- EXERCISE PROMPT:
Take each line below that has "UpdateInfo" and copy it.

(Stored data entries)
##############################
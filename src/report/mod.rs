//! report
//!
//! Best-effort, concurrent status reporting.
//!
//! The six status queries (pull requests, branch versions, upstream
//! releases, build-farm results, update states, scan results) are
//! independent and read-only, so they run concurrently. Each query is
//! individually fault-isolated: a failure is logged and resolves to an
//! empty result instead of cancelling the others or aborting the
//! aggregate. The aggregate blocks until all six have resolved and
//! assembles results in declaration order, not completion order.
//!
//! This is the one call site allowed to downgrade errors: its contract
//! is best-effort reporting, not commit-history truth.

use serde::Serialize;
use tracing::warn;

use crate::external::{
    BranchVersion, BuildInfo, PullRequestInfo, ReleaseInfo, RemoteError, RemoteProject, ScanInfo,
    UpdateInfo,
};

/// Aggregated project status.
#[derive(Debug, Clone, Default, Serialize)]
pub struct StatusReport {
    pub pull_requests: Vec<PullRequestInfo>,
    pub branch_versions: Vec<BranchVersion>,
    pub releases: Vec<ReleaseInfo>,
    pub builds: Vec<BuildInfo>,
    pub updates: Vec<UpdateInfo>,
    pub scans: Vec<ScanInfo>,
}

/// Gather the full status report from the remote project.
///
/// Never fails: each failing query yields its empty section.
pub async fn gather(project: &dyn RemoteProject) -> StatusReport {
    let (pull_requests, branch_versions, releases, builds, updates, scans) = tokio::join!(
        project.pull_requests(),
        project.branch_versions(),
        project.releases(),
        project.builds(),
        project.updates(),
        project.scans(),
    );

    StatusReport {
        pull_requests: or_empty(pull_requests, "pull requests"),
        branch_versions: or_empty(branch_versions, "branch versions"),
        releases: or_empty(releases, "releases"),
        builds: or_empty(builds, "builds"),
        updates: or_empty(updates, "updates"),
        scans: or_empty(scans, "scans"),
    }
}

fn or_empty<T>(result: Result<Vec<T>, RemoteError>, what: &str) -> Vec<T> {
    match result {
        Ok(items) => items,
        Err(error) => {
            warn!(query = what, %error, "status query failed, reporting empty section");
            Vec::new()
        }
    }
}
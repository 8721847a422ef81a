//! core::config
//!
//! Package configuration loading and resolution.
//!
//! The synchronization engine never reads configuration files ad hoc: a
//! [`ConfigFile`] is parsed once, validated, and resolved - with job >
//! package > default precedence - into an immutable [`PackageConfig`]
//! that the engines consume read-only.

pub mod schema;

use std::path::{Path, PathBuf};

use thiserror::Error;

pub use schema::{ConfigFile, JobConfig, OneOrMany, SyncItemConfig};

use crate::sync::{FilterRule, SyncFilesItem};

/// Name of the package configuration file.
pub const CONFIG_FILE_NAME: &str = ".sgsync.toml";

/// Reserved directory inside source-git holding the packaging subtree.
pub const DISTRO_DIR: &str = ".distro";

/// Default zero-padding width for patch numbers.
pub const DEFAULT_PATCH_ID_DIGITS: usize = 4;

/// Errors from configuration handling.
#[derive(Debug, Error)]
pub enum ConfigError {
    #[error("cannot read config at {path}: {source}")]
    Read {
        path: PathBuf,
        #[source]
        source: std::io::Error,
    },

    #[error("cannot parse config at {path}: {message}")]
    Parse { path: PathBuf, message: String },

    #[error("invalid config value: {0}")]
    InvalidValue(String),

    #[error("missing required config field: {0}")]
    MissingField(&'static str),

    #[error("no such job: {0}")]
    NoSuchJob(String),
}

/// The effective, immutable package configuration.
///
/// Resolved once per operation; the engines only ever read this value.
#[derive(Debug, Clone, PartialEq)]
pub struct PackageConfig {
    /// Path of the spec file, relative to the source-git root.
    pub specfile_path: PathBuf,

    /// Paths excluded from generated patch diffs.
    pub patch_generation_ignore_paths: Vec<PathBuf>,

    /// Zero-padding width of patch numbers.
    pub patch_generation_patch_id_digits: usize,

    /// Squash commits into one patch per `Patch-name` by default.
    pub patch_generation_squash_commits: bool,

    /// Files to copy between the repositories, in declaration order.
    pub files_to_sync: Vec<SyncFilesItem>,
}

impl ConfigFile {
    /// Load and validate a configuration file.
    pub fn load(path: &Path) -> Result<Self, ConfigError> {
        let text = std::fs::read_to_string(path).map_err(|e| ConfigError::Read {
            path: path.to_path_buf(),
            source: e,
        })?;
        let config: ConfigFile = toml::from_str(&text).map_err(|e| ConfigError::Parse {
            path: path.to_path_buf(),
            message: e.to_string(),
        })?;
        config.validate()?;
        Ok(config)
    }

    /// Resolve the effective configuration for an optional job.
    ///
    /// Field precedence: job-level > package-level > built-in default.
    ///
    /// # Errors
    ///
    /// - `ConfigError::NoSuchJob` if `job` names no configured job
    /// - `ConfigError::MissingField` if `specfile_path` is set nowhere
    pub fn resolve(&self, job: Option<&str>) -> Result<PackageConfig, ConfigError> {
        let overrides = match job {
            Some(name) => Some(
                self.jobs
                    .iter()
                    .find(|j| j.job == name)
                    .ok_or_else(|| ConfigError::NoSuchJob(name.to_string()))?,
            ),
            None => None,
        };

        let specfile_path = overrides
            .and_then(|j| j.specfile_path.clone())
            .or_else(|| self.specfile_path.clone())
            .ok_or(ConfigError::MissingField("specfile_path"))?;

        let patch_generation_ignore_paths = overrides
            .and_then(|j| j.patch_generation_ignore_paths.clone())
            .or_else(|| self.patch_generation_ignore_paths.clone())
            .unwrap_or_else(|| vec![PathBuf::from(DISTRO_DIR)]);

        let patch_generation_patch_id_digits = overrides
            .and_then(|j| j.patch_generation_patch_id_digits)
            .or(self.patch_generation_patch_id_digits)
            .unwrap_or(DEFAULT_PATCH_ID_DIGITS);

        let patch_generation_squash_commits = overrides
            .and_then(|j| j.patch_generation_squash_commits)
            .or(self.patch_generation_squash_commits)
            .unwrap_or(false);

        let raw_items = overrides
            .and_then(|j| j.files_to_sync.clone())
            .or_else(|| self.files_to_sync.clone())
            .unwrap_or_default();

        let mut files_to_sync = Vec::with_capacity(raw_items.len());
        for item in raw_items {
            files_to_sync.push(resolve_sync_item(item)?);
        }

        Ok(PackageConfig {
            specfile_path,
            patch_generation_ignore_paths,
            patch_generation_patch_id_digits,
            patch_generation_squash_commits,
            files_to_sync,
        })
    }
}

/// Convert a parsed sync entry into the engine's `SyncFilesItem`.
fn resolve_sync_item(item: SyncItemConfig) -> Result<SyncFilesItem, ConfigError> {
    let mut filters = Vec::with_capacity(item.filters.len());
    for rule in &item.filters {
        filters.push(
            FilterRule::parse(rule).map_err(|e| ConfigError::InvalidValue(e.to_string()))?,
        );
    }

    Ok(SyncFilesItem {
        src: item.src.into_vec(),
        dest: item.dest,
        delete: item.delete,
        filters,
    })
}
//! patches::specfile
//!
//! Spec file editing: inserting the generated `PatchNNNN:` block.
//!
//! The patch block is inserted immediately after the last existing
//! `Patch*` declaration (from a previous run), or after the last
//! `Source*` declaration otherwise. Each `Patch` line is preceded by a
//! `# `-prefixed rendering of its commit message, one source line per
//! comment line. Patches already declared are skipped, which makes
//! regeneration over an unchanged history byte-idempotent.

use std::collections::HashSet;
use std::fs;
use std::path::Path;

use super::{GeneratedPatch, PatchError};

/// Insert `PatchNNNN: <file>` declarations for the generated patches.
///
/// `digits` controls the zero-padding of `NNNN`, matching the patch file
/// numbering.
///
/// # Errors
///
/// - [`PatchError::NoDeclarationAnchor`] if the specfile has neither a
///   `Source*` nor a `Patch*` declaration
pub fn add_patches(
    specfile: &Path,
    patches: &[GeneratedPatch],
    digits: usize,
) -> Result<(), PatchError> {
    let text = fs::read_to_string(specfile).map_err(|e| PatchError::Io {
        path: specfile.to_path_buf(),
        source: e,
    })?;

    let lines: Vec<&str> = text.lines().collect();

    let declared: HashSet<String> = lines
        .iter()
        .filter_map(|line| declaration_value(line, "Patch"))
        .map(str::to_string)
        .collect();

    let anchor = lines
        .iter()
        .rposition(|line| is_declaration(line, "Patch"))
        .or_else(|| lines.iter().rposition(|line| is_declaration(line, "Source")))
        .ok_or_else(|| PatchError::NoDeclarationAnchor {
            path: specfile.to_path_buf(),
        })?;

    let mut block: Vec<String> = Vec::new();
    for patch in patches {
        if declared.contains(&patch.metadata.name) {
            continue;
        }
        for line in patch.message.lines() {
            block.push(format!("# {line}").trim_end().to_string());
        }
        let number = patch
            .metadata
            .patch_id
            .map(|id| format!("{id:0digits$}"))
            .unwrap_or_default();
        block.push(format!("Patch{number}: {}", patch.metadata.name));
    }

    if block.is_empty() {
        return Ok(());
    }

    let mut out: Vec<String> = lines.iter().map(|s| s.to_string()).collect();
    out.splice(anchor + 1..anchor + 1, block);

    let mut rendered = out.join("\n");
    if text.ends_with('\n') {
        rendered.push('\n');
    }
    fs::write(specfile, rendered).map_err(|e| PatchError::Io {
        path: specfile.to_path_buf(),
        source: e,
    })
}

/// List the patch files the spec declares, in declaration order.
///
/// Declaration order is what `%autopatch` applies, so it is also the
/// order the bootstrapper replays patches in.
pub fn declared_patches(spec_text: &str) -> Vec<String> {
    spec_text
        .lines()
        .filter_map(|line| declaration_value(line, "Patch"))
        .map(str::to_string)
        .collect()
}

/// Whether the spec prepares sources with `%autosetup`/`%autopatch`.
///
/// A bare `%setup` spec ignores `PatchN:` declarations unless each patch
/// is applied by hand, so generated series require one of the automatic
/// macros.
pub fn uses_autosetup(spec_text: &str) -> bool {
    spec_text.lines().any(|line| {
        let line = line.trim_start();
        !line.starts_with('#') && (line.contains("%autosetup") || line.contains("%autopatch"))
    })
}

/// Check whether a line is a `<keyword><number>:` declaration.
fn is_declaration(line: &str, keyword: &str) -> bool {
    line.strip_prefix(keyword)
        .and_then(|rest| rest.split_once(':'))
        .is_some_and(|(num, _)| num.chars().all(|c| c.is_ascii_digit()))
}

/// Extract the value of a `<keyword><number>: value` declaration.
fn declaration_value<'a>(line: &'a str, keyword: &str) -> Option<&'a str> {
    let rest = line.strip_prefix(keyword)?;
    let (num, value) = rest.split_once(':')?;
    if !num.chars().all(|c| c.is_ascii_digit()) {
        return None;
    }
    Some(value.trim())
}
##############################
- RESULT BELOW:
    UpdateInfo,
    pub updates: Vec<UpdateInfo>,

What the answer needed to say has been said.